Mr. Duterte and his police look at istambay as potential trouble-makers or as actual criminals. This is at best only partly accurate. Some do linger in an area in the hope of snatching the handbag or cellphone of a passerby, or of stumbling into some other opportunity like breaking into a house, a parked car, an office or some other potential source of treasure. But these individuals do not usually tarry in their own neighborhoods but in other communities — say a business district or a street lined with upper middle-class homes — where they’re not known.
Not only do criminals usually avoid fouling their own nests. Committing a crime where one isn’t known also reduces the risk of being caught. But other, less morally-challenged istambay do try to find some honest means of surviving the day by earning a few pesos through intermittent work such as serving as “watch your car” or “wash your car” boys, setting up hollow blocks or wooden planks for people to walk on without getting their feet wet during floods, pushing stalled vehicles, repairing leaking roofs, etc.

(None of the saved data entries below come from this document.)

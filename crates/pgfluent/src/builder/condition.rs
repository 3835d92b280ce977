//! WHERE conditions and their rendering.

use super::operator::Operator;
use super::subquery::SubQuery;
use crate::error::{OrmError, OrmResult};
use crate::params::BindParams;
use crate::sql::SqlBuf;
use crate::value::Value;

/// Right-hand side of a WHERE condition.
#[derive(Debug, Clone, PartialEq)]
pub enum Operand {
    Value(Value),
    List(Vec<Value>),
    SubQuery(Box<SubQuery>),
    /// An operand carrying its own operator, see [`op`].
    Keyed(Operator, Box<Operand>),
}

/// Attach an operator to an operand; it overrides the operator of the
/// `where` call it is passed to.
///
/// ```ignore
/// db.and_where("age", op(Operator::Gte, 18));
/// ```
pub fn op(operator: Operator, operand: impl Into<Operand>) -> Operand {
    Operand::Keyed(operator, Box::new(operand.into()))
}

macro_rules! impl_operand_from_scalar {
    ($($t:ty),* $(,)?) => {
        $(
            impl From<$t> for Operand {
                fn from(v: $t) -> Self {
                    Operand::Value(Value::from(v))
                }
            }
        )*
    };
}

impl_operand_from_scalar!(
    i8,
    i16,
    i32,
    i64,
    u8,
    u16,
    u32,
    bool,
    f32,
    f64,
    &str,
    String,
    &String,
    chrono::NaiveDateTime,
    chrono::NaiveDate,
    chrono::DateTime<chrono::Utc>,
    uuid::Uuid,
);

impl From<Value> for Operand {
    fn from(v: Value) -> Self {
        Operand::Value(v)
    }
}

impl<T: Into<Value>> From<Option<T>> for Operand {
    fn from(v: Option<T>) -> Self {
        Operand::Value(Value::from(v))
    }
}

impl<T: Into<Value>> From<Vec<T>> for Operand {
    fn from(v: Vec<T>) -> Self {
        Operand::List(v.into_iter().map(Into::into).collect())
    }
}

impl<T: Into<Value>, const N: usize> From<[T; N]> for Operand {
    fn from(v: [T; N]) -> Self {
        Operand::List(v.into_iter().map(Into::into).collect())
    }
}

impl<T: Into<Value> + Clone> From<&[T]> for Operand {
    fn from(v: &[T]) -> Self {
        Operand::List(v.iter().cloned().map(Into::into).collect())
    }
}

impl From<SubQuery> for Operand {
    fn from(q: SubQuery) -> Self {
        Operand::SubQuery(Box::new(q))
    }
}

impl TryFrom<serde_json::Value> for Operand {
    type Error = OrmError;

    /// Scalars become values, arrays become lists and a single-key object
    /// `{"<op>": value}` becomes a keyed operand.
    fn try_from(v: serde_json::Value) -> OrmResult<Self> {
        match v {
            serde_json::Value::Array(items) => Ok(Operand::List(
                items
                    .into_iter()
                    .map(Value::try_from)
                    .collect::<OrmResult<_>>()?,
            )),
            serde_json::Value::Object(map) => {
                let mut entries = map.into_iter();
                match (entries.next(), entries.next()) {
                    (Some((key, inner)), None) => Ok(op(
                        Operator::parse(&key)?,
                        Operand::try_from(inner)?,
                    )),
                    _ => Err(OrmError::unsupported_type(
                        "a condition object must have exactly one operator key",
                    )),
                }
            }
            scalar => Ok(Operand::Value(Value::try_from(scalar)?)),
        }
    }
}

#[derive(Debug, Clone, Copy, PartialEq, Eq)]
pub(crate) enum Connector {
    And,
    Or,
}

impl Connector {
    fn as_sql(self) -> &'static str {
        match self {
            Connector::And => " AND ",
            Connector::Or => " OR ",
        }
    }
}

#[derive(Debug, Clone, PartialEq)]
pub(crate) enum Condition {
    Value {
        connector: Connector,
        field: String,
        operator: Operator,
        operand: Operand,
    },
    Raw {
        connector: Connector,
        sql: String,
        params: BindParams,
    },
}

impl Condition {
    fn connector(&self) -> Connector {
        match self {
            Condition::Value { connector, .. } | Condition::Raw { connector, .. } => *connector,
        }
    }
}

/// Append ` WHERE ...` for `conditions`; nothing when empty.
pub(crate) fn append_where(conditions: &[Condition], prefix: &str, out: &mut SqlBuf) -> OrmResult<()> {
    if conditions.is_empty() {
        return Ok(());
    }
    out.push(" WHERE ");
    for (i, cond) in conditions.iter().enumerate() {
        if i > 0 {
            out.push(cond.connector().as_sql());
        }
        match cond {
            Condition::Raw { sql, params, .. } => {
                out.push_template(sql, params.clone())?;
            }
            Condition::Value {
                field,
                operator,
                operand,
                ..
            } => {
                let (operator, operand) = match operand {
                    Operand::Keyed(op, inner) => (*op, inner.as_ref()),
                    other => (*operator, other),
                };
                append_comparison(field.trim(), operator, operand, prefix, out)?;
            }
        }
    }
    Ok(())
}

fn append_comparison(
    field: &str,
    operator: Operator,
    operand: &Operand,
    prefix: &str,
    out: &mut SqlBuf,
) -> OrmResult<()> {
    if let Operand::Keyed(..) = operand {
        return Err(OrmError::unsupported_type(format!(
            "nested operator on '{field}'"
        )));
    }

    match operator {
        Operator::In | Operator::NotIn => {
            out.push(field).push(" ").push(operator.as_sql()).push(" (");
            match operand {
                Operand::List(values) => {
                    out.push_bind_list(values.iter().cloned());
                }
                Operand::Value(v) => {
                    out.push_bind(v.clone());
                }
                Operand::SubQuery(q) => {
                    out.push_sql(q.build(prefix)?);
                }
                Operand::Keyed(..) => {}
            }
            out.push(")");
        }
        Operator::Between | Operator::NotBetween => match operand {
            Operand::List(values) if values.len() == 2 => {
                out.push(field)
                    .push(" ")
                    .push(operator.as_sql())
                    .push(" ")
                    .push_bind(values[0].clone())
                    .push(" AND ")
                    .push_bind(values[1].clone());
            }
            Operand::List(values) => {
                return Err(OrmError::validation(format!(
                    "{operator} on '{field}' needs exactly 2 values, got {}",
                    values.len()
                )));
            }
            _ => {
                return Err(OrmError::validation(format!(
                    "{operator} on '{field}' needs a list of 2 values"
                )));
            }
        },
        Operator::Exists | Operator::NotExists => {
            let Operand::SubQuery(q) = operand else {
                return Err(OrmError::unsupported_type(format!(
                    "{operator} needs a sub-query operand"
                )));
            };
            if !field.is_empty() {
                out.push(field).push(" ");
            }
            out.push(operator.as_sql()).push(" (");
            out.push_sql(q.build(prefix)?);
            out.push(")");
        }
        Operator::Is | Operator::IsNot => {
            out.push(field).push(" ");
            match operand {
                Operand::Value(Value::Null) => {
                    out.push(operator.as_sql()).push(" NULL");
                }
                Operand::Value(v) => {
                    let kw = if operator == Operator::Is {
                        "IS NOT DISTINCT FROM "
                    } else {
                        "IS DISTINCT FROM "
                    };
                    out.push(kw).push_bind(v.clone());
                }
                _ => {
                    return Err(OrmError::unsupported_type(format!(
                        "{operator} on '{field}' needs a scalar operand"
                    )));
                }
            }
        }
        _ => match operand {
            Operand::Value(Value::Null) => {
                out.push(field)
                    .push(" ")
                    .push(operator.as_sql())
                    .push(" NULL");
            }
            Operand::Value(v) => {
                out.push(field)
                    .push(" ")
                    .push(operator.as_sql())
                    .push(" ")
                    .push_bind(v.clone());
            }
            Operand::SubQuery(q) => {
                out.push(field).push(" ").push(operator.as_sql()).push(" (");
                out.push_sql(q.build(prefix)?);
                out.push(")");
            }
            Operand::List(_) | Operand::Keyed(..) => {
                return Err(OrmError::unsupported_type(format!(
                    "a list cannot be compared with {operator} on '{field}'"
                )));
            }
        },
    }
    Ok(())
}
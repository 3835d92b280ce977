use super::PendingQuery;
use super::limit::Limit;
use crate::error::OrmResult;
use crate::sql::SqlBuf;

/// A nested SELECT used as a WHERE operand, a JOIN target or an insert/update
/// value.
///
/// It carries its own pending clauses and is rendered with the table prefix of
/// the statement it is embedded in; its placeholders are numbered in line with
/// the outer statement.
///
/// ```ignore
/// let mut ids = SubQuery::select("products", "customer_id");
/// ids.and_where("product_name", "product1");
/// db.and_where_op("customer_id", Operator::In, ids);
/// ```
#[derive(Debug, Clone, PartialEq)]
#[must_use]
pub struct SubQuery {
    table: String,
    columns: String,
    limit: Limit,
    alias: Option<String>,
    query: PendingQuery,
}

impl SubQuery {
    /// `SELECT <columns> FROM <table>`.
    pub fn select(table: impl Into<String>, columns: impl Into<String>) -> Self {
        Self {
            table: table.into(),
            columns: columns.into(),
            limit: Limit::All,
            alias: None,
            query: PendingQuery::default(),
        }
    }

    /// Alias used when the sub-query is a JOIN target.
    pub fn alias(mut self, alias: impl Into<String>) -> Self {
        self.alias = Some(alias.into());
        self
    }

    pub fn limit(mut self, limit: impl Into<Limit>) -> Self {
        self.limit = limit.into();
        self
    }

    pub fn alias_name(&self) -> Option<&str> {
        self.alias.as_deref()
    }

    pub(crate) fn build(&self, prefix: &str) -> OrmResult<SqlBuf> {
        self.query
            .build_select(prefix, &self.table, &self.columns, self.limit)
    }

    pub(crate) fn pending_mut(&mut self) -> &mut PendingQuery {
        &mut self.query
    }
}

impl_builder_methods!(SubQuery, pending_mut);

As usual, however, the Duterte regime is grossly simplifying another social and economic problem perpetrated by the failure of government to address its root causes. Like the illegal drug trade and drug addiction, the istambay phenomenon is a multidimensional issue that arresting, jailing, or even killing people can’t eliminate. But it’s a truth beyond the comprehension of the hopelessly unteachable political clique this country is burdened with.
No regime has ever truly addressed the root causes of unemployment, poverty, criminality or any of the legions of problems that have kept the Philippines the development laggard of Asia for over seventy years. While pretending to address them, every administration merely stood by as the problems grew and multiplied.
From 1946 onwards — from the Quirino to the Marcos regimes, and from Corazon Aquino’s to her son Benigno S. C. Aquino III’s administrations — the government approach has never been the adoption of such basic reforms as land redistribution and national industrialization to boost productivity and generate employment. Instead it has always been the use of state violence to quell the protests, rebellions, uprisings, and insurgencies driven by the gross disparities in incomes and economic opportunity and the social injustice that have characterized life in these islands for centuries.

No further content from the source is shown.